■ **DATA FOR THIS TASK**:
● ● ● ●
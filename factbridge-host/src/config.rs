//! Runtime configuration

use serde::{Deserialize, Serialize};
use std::path::PathBuf;

/// Preferred libruby location fixed at build time
///
/// Set `FACTBRIDGE_RUBY=/path/to/libruby.so` when compiling to bake in a
/// library that is tried before any discovery.
pub const COMPILED_RUBY_LIBRARY: Option<&str> = option_env!("FACTBRIDGE_RUBY");

/// Environment variable consulted at run time for a libruby location
pub const RUBY_LIBRARY_ENV: &str = "FACTBRIDGE_RUBY";

/// Environment variable listing additional custom fact directories
pub const FACTERLIB_ENV: &str = "FACTERLIB";

/// How the embedded runtime is located
#[derive(Debug, Clone, PartialEq, Eq, Serialize, Deserialize)]
pub struct RuntimeConfig {
    /// Preferred library, tried first
    #[serde(default)]
    pub library: Option<PathBuf>,

    /// Consult [`RUBY_LIBRARY_ENV`]
    /// Default: true
    #[serde(default = "default_true")]
    pub use_environment: bool,

    /// Ask a `ruby` executable on `PATH` where its shared library lives
    /// Default: true
    #[serde(default = "default_true")]
    pub probe_ruby: bool,
}

fn default_true() -> bool {
    true
}

impl Default for RuntimeConfig {
    fn default() -> Self {
        Self {
            library: COMPILED_RUBY_LIBRARY.map(PathBuf::from),
            use_environment: true,
            probe_ruby: true,
        }
    }
}

impl RuntimeConfig {
    /// Prefer a specific library
    pub fn with_library(mut self, library: impl Into<PathBuf>) -> Self {
        self.library = Some(library.into());
        self
    }

    /// Ignore [`RUBY_LIBRARY_ENV`]
    pub fn without_environment(mut self) -> Self {
        self.use_environment = false;
        self
    }

    /// Do not run `ruby` to discover the library
    pub fn without_probe(mut self) -> Self {
        self.probe_ruby = false;
        self
    }
}

#[cfg(test)]
mod tests {
    use super::*;

    #[test]
    fn test_default_config() {
        let config = RuntimeConfig::default();
        assert_eq!(config.library, COMPILED_RUBY_LIBRARY.map(PathBuf::from));
        assert!(config.use_environment);
        assert!(config.probe_ruby);
    }

    #[test]
    fn test_builder() {
        let config = RuntimeConfig::default()
            .with_library("/opt/ruby/lib/libruby.so.3.2")
            .without_environment()
            .without_probe();
        assert_eq!(
            config.library,
            Some(PathBuf::from("/opt/ruby/lib/libruby.so.3.2"))
        );
        assert!(!config.use_environment);
        assert!(!config.probe_ruby);
    }

    #[test]
    fn test_deserialize_with_defaults() {
        let config: RuntimeConfig = serde_json::from_str(r#"{"library": "/usr/lib/libruby.so"}"#).unwrap();
        assert_eq!(config.library, Some(PathBuf::from("/usr/lib/libruby.so")));
        assert!(config.use_environment);
        assert!(config.probe_ruby);
    }
}
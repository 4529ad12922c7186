//! The process-wide runtime handle
//!
//! Ruby can be set up once per process and never again after cleanup, so
//! the handle moves through [`RuntimeState::Uninitialized`],
//! [`RuntimeState::Initialized`] and [`RuntimeState::TornDown`] exactly once.
//! Ruby must only be driven from the thread that set it up; on any other
//! thread the handle behaves as if no runtime were available. Every entry
//! point degrades to a logged no-op when the runtime is not available.

use crate::config::RuntimeConfig;
use crate::error::RuntimeError;
use crate::loader::{load_with, LoadOptions};
use crate::lookup::lookup_in;
use crate::materialize::materialize_value;
use crate::module::{FactModule, RubyFactModule};
use crate::runtime::libruby::LibRuby;
use crate::runtime::Runtime;
use factbridge_api::{split_query, FactCollection, FactValue, ForeignFact, Navigation};
use std::cell::Cell;
use std::ops::{Deref, DerefMut};
use std::path::PathBuf;
use std::sync::{Arc, Mutex, MutexGuard, PoisonError};
use std::thread::{self, ThreadId};

static INSTANCE: Mutex<RuntimeHandle> = Mutex::new(RuntimeHandle::new());

thread_local! {
    static HOLDING_INSTANCE: Cell<bool> = const { Cell::new(false) };
}

/// Lifecycle state of the embedded runtime
#[derive(Debug, Clone, Copy, PartialEq, Eq)]
pub enum RuntimeState {
    Uninitialized,
    Initialized,
    TornDown,
}

/// Owner of the embedded runtime
pub struct RuntimeHandle {
    state: RuntimeState,
    runtime: Option<Box<dyn Runtime>>,
    owner: Option<ThreadId>,
}

/// Exclusive access to the process-wide handle
pub struct InstanceGuard {
    guard: MutexGuard<'static, RuntimeHandle>,
}

impl Deref for InstanceGuard {
    type Target = RuntimeHandle;

    fn deref(&self) -> &RuntimeHandle {
        &self.guard
    }
}

impl DerefMut for InstanceGuard {
    fn deref_mut(&mut self) -> &mut RuntimeHandle {
        &mut self.guard
    }
}

impl Drop for InstanceGuard {
    fn drop(&mut self) {
        HOLDING_INSTANCE.with(|held| held.set(false));
    }
}

impl Default for RuntimeHandle {
    fn default() -> Self {
        Self::new()
    }
}

impl RuntimeHandle {
    /// A handle with no runtime
    pub const fn new() -> Self {
        Self {
            state: RuntimeState::Uninitialized,
            runtime: None,
            owner: None,
        }
    }

    /// Lock the process-wide handle.
    ///
    /// Returns `None` if the calling thread already holds it, e.g. when a
    /// custom fact load is started from inside another load.
    pub fn instance() -> Option<InstanceGuard> {
        if HOLDING_INSTANCE.with(Cell::get) {
            return None;
        }
        let guard = INSTANCE.lock().unwrap_or_else(PoisonError::into_inner);
        HOLDING_INSTANCE.with(|held| held.set(true));
        Some(InstanceGuard { guard })
    }

    /// Locate libruby per `config` and bring it up
    pub fn initialize(&mut self, config: &RuntimeConfig, include_stack_trace: bool) -> bool {
        self.initialize_with(
            || LibRuby::load(config).map(|ruby| Box::new(ruby) as Box<dyn Runtime>),
            include_stack_trace,
        )
    }

    /// Bring up the runtime produced by `bring_up`.
    ///
    /// Calling this on an initialized handle only updates the stack trace
    /// setting.
    pub fn initialize_with<F>(&mut self, bring_up: F, include_stack_trace: bool) -> bool
    where
        F: FnOnce() -> Result<Box<dyn Runtime>, RuntimeError>,
    {
        match self.state {
            RuntimeState::Initialized => {
                if !self.on_owner_thread() {
                    warn_foreign_thread("initialize");
                    return false;
                }
                if let Some(runtime) = self.runtime.as_mut() {
                    runtime.include_stack_trace(include_stack_trace);
                }
                return true;
            }
            RuntimeState::TornDown => {
                tracing::warn!(
                    "{}: facts requiring Ruby will not be resolved.",
                    RuntimeError::TornDown
                );
                return false;
            }
            RuntimeState::Uninitialized => {}
        }

        match bring_up() {
            Ok(mut runtime) => {
                runtime.include_stack_trace(include_stack_trace);
                self.runtime = Some(runtime);
                self.owner = Some(thread::current().id());
                self.state = RuntimeState::Initialized;
                true
            }
            Err(e) => {
                tracing::warn!("{}: facts requiring Ruby will not be resolved.", e);
                false
            }
        }
    }

    /// Release the runtime. A no-op unless initialized.
    pub fn teardown(&mut self) {
        if self.state != RuntimeState::Initialized {
            return;
        }
        if !self.on_owner_thread() {
            warn_foreign_thread("teardown");
            return;
        }
        if let Some(mut runtime) = self.runtime.take() {
            runtime.uninitialize();
        }
        self.state = RuntimeState::TornDown;
    }

    pub fn state(&self) -> RuntimeState {
        self.state
    }

    /// The runtime, while initialized and only on the thread that set it up
    pub fn runtime(&self) -> Option<&dyn Runtime> {
        if self.state != RuntimeState::Initialized {
            return None;
        }
        if !self.on_owner_thread() {
            warn_foreign_thread("ruby access");
            return None;
        }
        self.runtime.as_deref()
    }

    fn on_owner_thread(&self) -> bool {
        self.owner == Some(thread::current().id())
    }

    /// Load Ruby custom facts from `paths` into `facts`.
    ///
    /// Returns the external fact directories registered by the custom facts.
    pub fn load_custom_facts(
        &self,
        facts: &mut FactCollection,
        options: LoadOptions,
        paths: &[PathBuf],
    ) -> Vec<PathBuf> {
        self.load_custom_facts_with(facts, options, paths, RubyFactModule::new)
    }

    /// Load custom facts with a module built by `create`
    pub fn load_custom_facts_with<'a, M, F>(
        &'a self,
        facts: &'a mut FactCollection,
        options: LoadOptions,
        paths: &[PathBuf],
        create: F,
    ) -> Vec<PathBuf>
    where
        M: FactModule,
        F: FnOnce(&'a dyn Runtime, &'a mut FactCollection, bool) -> Result<M, RuntimeError>,
    {
        let Some(runtime) = self.runtime() else {
            tracing::debug!("ruby is not available; custom facts will not be loaded");
            return Vec::new();
        };
        load_with(runtime, facts, options, paths, create)
    }

    /// Resolve `segments` under a foreign-backed value
    pub fn lookup<S: AsRef<str>>(
        &self,
        value: &FactValue,
        segments: &[S],
    ) -> Option<Arc<ForeignFact>> {
        lookup_in(self.runtime(), value, segments)
    }

    /// Copy `value` into host-native form
    pub fn materialize(&self, value: &FactValue) -> Option<FactValue> {
        if value.is_native() {
            return Some(value.clone());
        }
        let runtime = self.runtime()?;
        match materialize_value(runtime, value) {
            Ok(native) => Some(native),
            Err(e) => {
                tracing::debug!(error = %e, "could not convert ruby value");
                None
            }
        }
    }

    /// Resolve a dotted query such as `os.release.major` or `a."b.c".1`.
    ///
    /// The first segment names the fact. Host-native values are walked
    /// directly; any remainder under a foreign-backed value is looked up in
    /// the runtime.
    pub fn query(&self, facts: &FactCollection, query: &str) -> Option<FactValue> {
        let segments = split_query(query);
        match facts.navigate(&segments) {
            Navigation::Found(value) => Some(value.clone()),
            Navigation::Foreign { value, rest } => {
                let owner = FactValue::Foreign(Arc::clone(value));
                self.lookup(&owner, rest).map(FactValue::Foreign)
            }
            Navigation::NotFound => None,
        }
    }
}

fn warn_foreign_thread(operation: &str) {
    tracing::warn!(
        "{} was refused: ruby was initialized on another thread and cannot be driven from this one",
        operation
    );
}
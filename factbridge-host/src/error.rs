//! Runtime error types
//!
//! Every failure raised at the binding boundary is a [`RuntimeError`]. The
//! bridge entry points turn these into log events; they never reach the
//! host caller.

use std::path::PathBuf;
use thiserror::Error;

/// Errors that can occur while locating, driving or tearing down Ruby
#[derive(Debug, Error)]
pub enum RuntimeError {
    /// No candidate library could be found or loaded
    #[error("could not locate a ruby library (searched: {})", display_paths(.searched))]
    LibraryNotFound {
        searched: Vec<PathBuf>,
        /// Load error of the last candidate tried
        #[source]
        source: Option<libloading::Error>,
    },

    /// A candidate library exists but could not be loaded
    #[error("could not load ruby library '{}': {source}", .path.display())]
    LibraryLoad {
        path: PathBuf,
        #[source]
        source: libloading::Error,
    },

    /// The library is missing an entry point the bridge needs
    #[error("ruby library is missing symbol '{symbol}': {source}")]
    MissingSymbol {
        symbol: &'static str,
        #[source]
        source: libloading::Error,
    },

    /// `ruby_setup` reported a non-zero status
    #[error("ruby failed to initialize (status {0})")]
    Setup(i32),

    /// Ruby raised an exception
    #[error("{message}")]
    Raised { message: String },

    /// A value had the wrong type for the requested primitive
    #[error("expected a ruby {expected}")]
    TypeMismatch { expected: &'static str },

    #[error("ruby is not initialized")]
    NotInitialized,

    #[error("ruby has been torn down and cannot be reinitialized")]
    TornDown,
}

impl RuntimeError {
    /// Create an error for a raised Ruby exception
    pub fn raised(message: impl Into<String>) -> Self {
        Self::Raised {
            message: message.into(),
        }
    }
}

fn display_paths(paths: &[PathBuf]) -> String {
    if paths.is_empty() {
        return "nothing".to_string();
    }
    paths
        .iter()
        .map(|p| p.display().to_string())
        .collect::<Vec<_>>()
        .join(", ")
}
//! Conversion of foreign values into host-native fact values

use crate::error::RuntimeError;
use crate::runtime::{ForeignKind, Runtime};
use factbridge_api::{FactValue, ForeignValue};
use std::collections::BTreeMap;

/// Nesting limit; deeper (or cyclic) structures are cut off with null
pub const MAX_DEPTH: usize = 64;

/// Copy a foreign value tree into a [`FactValue`] with no foreign parts.
///
/// Symbols become strings, hash keys are stringified and other objects are
/// converted with `to_s`.
pub fn materialize_foreign<R: Runtime + ?Sized>(
    runtime: &R,
    value: ForeignValue,
) -> Result<FactValue, RuntimeError> {
    convert(runtime, value, 0)
}

fn convert<R: Runtime + ?Sized>(
    runtime: &R,
    value: ForeignValue,
    depth: usize,
) -> Result<FactValue, RuntimeError> {
    if depth > MAX_DEPTH {
        tracing::debug!(depth, "value nested too deeply; truncating");
        return Ok(FactValue::Null);
    }

    Ok(match runtime.kind(value) {
        ForeignKind::Nil => FactValue::Null,
        ForeignKind::Boolean(b) => FactValue::Boolean(b),
        ForeignKind::Integer => match runtime.to_integer(value) {
            Ok(i) => FactValue::Integer(i),
            // Bignums
            Err(_) => FactValue::String(runtime.to_utf8(value)?),
        },
        ForeignKind::Float => FactValue::Float(runtime.to_float(value)?),
        ForeignKind::String | ForeignKind::Symbol | ForeignKind::Other => {
            FactValue::String(runtime.to_utf8(value)?)
        }
        ForeignKind::Array => {
            let len = runtime.sequence_len(value)?;
            let mut items = Vec::with_capacity(usize::try_from(len).unwrap_or(0));
            for i in 0..len {
                let item = runtime.sequence_at(value, i)?;
                items.push(convert(runtime, item, depth + 1)?);
            }
            FactValue::Array(items)
        }
        ForeignKind::Hash => {
            let mut map = BTreeMap::new();
            for (key, item) in runtime.mapping_entries(value)? {
                map.insert(runtime.to_utf8(key)?, convert(runtime, item, depth + 1)?);
            }
            FactValue::Map(map)
        }
    })
}

/// Materialize a fact value, descending into host-native containers
pub fn materialize_value<R: Runtime + ?Sized>(
    runtime: &R,
    value: &FactValue,
) -> Result<FactValue, RuntimeError> {
    Ok(match value {
        FactValue::Foreign(foreign) => materialize_foreign(runtime, foreign.value())?,
        FactValue::Array(items) => FactValue::Array(
            items
                .iter()
                .map(|item| materialize_value(runtime, item))
                .collect::<Result<_, _>>()?,
        ),
        FactValue::Map(map) => FactValue::Map(
            map.iter()
                .map(|(key, item)| Ok((key.clone(), materialize_value(runtime, item)?)))
                .collect::<Result<_, RuntimeError>>()?,
        ),
        other => other.clone(),
    })
}
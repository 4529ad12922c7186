//! Dotted fact paths
//!
//! A path is an ordered list of segments. Two textual forms exist:
//!
//! - the *query* form typed by users, `os."release.full".major`, where a
//!   quoted segment may contain dots;
//! - the *canonical key* used by child caches, which always starts with a
//!   separator so keys can be concatenated: `.os."release.full".major`.

/// Build the canonical cache key for a list of segments.
///
/// Segments are joined with `.` and every segment containing a literal `.`
/// is wrapped in double quotes. The leading separator is kept.
///
/// ```
/// use factbridge_api::path::canonical_key;
///
/// assert_eq!(canonical_key(&["a", "b.c", "d"]), ".a.\"b.c\".d");
/// assert_eq!(canonical_key::<&str>(&[]), "");
/// ```
pub fn canonical_key<S: AsRef<str>>(segments: &[S]) -> String {
    segments.iter().fold(String::new(), |mut key, segment| {
        let segment = segment.as_ref();
        key.push('.');
        if segment.contains('.') {
            key.push('"');
            key.push_str(segment);
            key.push('"');
        } else {
            key.push_str(segment);
        }
        key
    })
}

/// Split a user query into segments.
///
/// Dots inside double quotes do not split; the quotes themselves are
/// dropped. An unterminated quote extends to the end of the query.
pub fn split_query(query: &str) -> Vec<String> {
    let mut segments = Vec::new();
    let mut current = String::new();
    let mut quoted = false;

    for ch in query.chars() {
        match ch {
            '"' => quoted = !quoted,
            '.' if !quoted => segments.push(std::mem::take(&mut current)),
            _ => current.push(ch),
        }
    }
    segments.push(current);
    segments
}
//! Puppet bootstrap
//!
//! Custom facts shipped in Puppet modules expect Puppet's settings to be
//! loaded and its plugin directory to be on `$LOAD_PATH`.

use crate::error::RuntimeError;
use crate::runtime::Runtime;

/// Loaded into the runtime before custom facts are searched
pub const FRAMEWORK_BOOTSTRAP: &str = r#"require 'puppet'
Puppet.initialize_settings
$LOAD_PATH << Puppet[:libdir] unless $LOAD_PATH.include?(Puppet[:libdir])
Facter.reset
Facter.search_external([Puppet[:pluginfactdest]])
if Puppet.respond_to? :initialize_facts
  Puppet.initialize_facts
else
  Facter.add(:puppetversion) do
    setcode { Puppet.version.to_s }
  end
end
"#;

/// Initialize Puppet inside the runtime
pub fn initialize_framework(runtime: &dyn Runtime) -> Result<(), RuntimeError> {
    tracing::debug!("initializing puppet");
    runtime.eval(FRAMEWORK_BOOTSTRAP)?;
    Ok(())
}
● ● ● ●
Beginning at the top of the data, extract each line through the line containing "pub const COMPILED_RUBY_LIBRARY: Option<&str>" and return those lines exactly, with nothing added.

■ **TASK ANSWER**:
filename factbridge-host/src/config.rs
//! Runtime configuration

use serde::{Deserialize, Serialize};
use std::path::PathBuf;

/// Preferred libruby location fixed at build time
///
/// Set `FACTBRIDGE_RUBY=/path/to/libruby.so` when compiling to bake in a
/// library that is tried before any discovery.
pub const COMPILED_RUBY_LIBRARY: Option<&str> = option_env!("FACTBRIDGE_RUBY");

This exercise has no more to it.